I can't pretend that I didn't feel a little excited as I ditched my uniform and impulsively grabbed a skirt, camisole, and cardigan rather than the jeans and sweater that had been my first intention. I want really trying to impress this guy, but it had kind of felt different from the others who hit on me/Magda, and I kind of didn't want to say he wasn't worth the effort while still not doing enough to make me feel bad about doing this for someone other than my boyfriend (or at least the guy who will be my boyfriend again in a couple of months). I apologized when I returned to the living room - I'd offered him a drink, but he doesn't touch alcohol - and he said it was nothing.
We found a nice place to eat - vegetarian - and chatted. His kids are in college and couldn't wait to get out of the house, so he thought it must be nice to have "Alicia" still around. It didn't take a whole lot of fusing the details to say I appreciated it but it was certainly a different dynamic. He bragged about his kids a lot, got on the subject of traffic and public transportation, and similar stuff. He was a bit surprised at how easily I swiped notifications away and texted someone back on my phone, but left that behind when I mentioned that one was informing me that my mammogram was clear. He seemed pretty relieved, and blushed like crazy when I suggested he wanted to get his hands on those breasts and didn't want to accidentally run across any gross cancer.
Mostly, though, it wasn't really sexual; he just seemed to like me. He spent a lot of time listening, which was kind of a new experience. A lot of guys my own real age just seem to have nothing to say to women and ones Harmon's age, when they're not even hornier than younger guys, tend to feel (rightly or wrongly) that they've got more to pass on to you than vice versa, whether they're actually teachers or not. And, I admit, I've always kind of liked that, but having a guy really talk to me like a peer, someone with shared experiences and interests, that was kind of cool too.
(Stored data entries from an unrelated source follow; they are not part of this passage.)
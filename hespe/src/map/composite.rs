//! Overlays of maps sharing an energy band

use indexmap::IndexMap;

use super::{EnergyBand, RhessiMap};

/// One member of a composite
#[derive(Debug, Clone, PartialEq)]
pub struct CompositeLayer {
    pub map: RhessiMap,
    pub zorder: i32,
    pub alpha: f64,
}

/// Stack of maps blended at the given opacities
#[derive(Debug, Clone, PartialEq, Default)]
pub struct CompositeMap {
    layers: Vec<CompositeLayer>,
}

impl CompositeMap {
    pub fn new() -> Self {
        Self::default()
    }

    pub fn add_map(&mut self, map: RhessiMap, zorder: i32, alpha: f64) {
        self.layers.push(CompositeLayer { map, zorder, alpha });
    }

    pub fn layers(&self) -> &[CompositeLayer] {
        &self.layers
    }

    pub fn maps(&self) -> impl Iterator<Item = &RhessiMap> {
        self.layers.iter().map(|layer| &layer.map)
    }

    pub fn len(&self) -> usize {
        self.layers.len()
    }

    pub fn is_empty(&self) -> bool {
        self.layers.is_empty()
    }

    /// Sum of all layer opacities
    pub fn total_alpha(&self) -> f64 {
        self.layers.iter().map(|layer| layer.alpha).sum()
    }
}

/// Group maps by energy band and blend each group with equal weights.
///
/// Keys keep the order in which bands first appear. Every member of a group
/// of `n` maps gets alpha `1/n` at z-order 0.
pub fn group_maps_by_energy<I>(maps: I) -> IndexMap<EnergyBand, CompositeMap>
where
    I: IntoIterator<Item = RhessiMap>,
{
    let mut groups: IndexMap<EnergyBand, Vec<RhessiMap>> = IndexMap::new();
    for map in maps {
        groups.entry(map.energy_band()).or_default().push(map);
    }

    groups
        .into_iter()
        .map(|(band, members)| {
            let alpha = 1.0 / members.len() as f64;
            let mut composite = CompositeMap::new();
            for map in members {
                composite.add_map(map, 0, alpha);
            }
            (band, composite)
        })
        .collect()
}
We saw a movie afterward, and I've got to admit, as much as I liked this guy's company and respect, it was one of those "women past menopause want romance too" things, and it did kind of remind me that, despite current appearances, we didn't really have that much in common. I let him drive me home, said it was nice making friends with him, and then started browsing Netflix until I feel asleep on the couch. I told myself that I didn't really need to feel lousy about stepping out on Harmon, but by the time I woke up the next morning, I did wonder what "back to normal" is going to be like.